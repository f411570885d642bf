//! Driver contracts for the optional hardware
//!
//! Register-level protocols live outside this crate; a driver only has to
//! deliver a calibrated-ready rate or a pin level.

use super::InputError;

/// Signed rotation rate source (degrees per second)
pub trait RateSensor {
    fn read_rate(&mut self) -> Result<f32, InputError>;

    fn release(&mut self) {}
}

/// Digital pin, `true` while the button is held
pub trait DigitalInput {
    fn is_active(&mut self) -> Result<bool, InputError>;

    fn release(&mut self) {}
}

/// Opens the hardware at startup
pub trait HardwareProbe {
    fn open_rate_sensor(&mut self) -> Result<Box<dyn RateSensor>, InputError>;

    fn open_fire_button(&mut self) -> Result<Box<dyn DigitalInput>, InputError>;
}

/// Probe for machines without the extra hardware
#[derive(Debug, Default, Clone, Copy)]
pub struct NoHardware;

impl HardwareProbe for NoHardware {
    fn open_rate_sensor(&mut self) -> Result<Box<dyn RateSensor>, InputError> {
        Err(InputError::Unavailable("tilt sensor".to_string()))
    }

    fn open_fire_button(&mut self) -> Result<Box<dyn DigitalInput>, InputError> {
        Err(InputError::Unavailable("fire button".to_string()))
    }
}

§ EXERCISE REQUIREMENTS
Every line above that carries the string "RateSensor" should be copied.

§ RESULT OF THE TASK
pub trait RateSensor {
    fn open_rate_sensor(&mut self) -> Result<Box<dyn RateSensor>, InputError>;
    fn open_rate_sensor(&mut self) -> Result<Box<dyn RateSensor>, InputError> {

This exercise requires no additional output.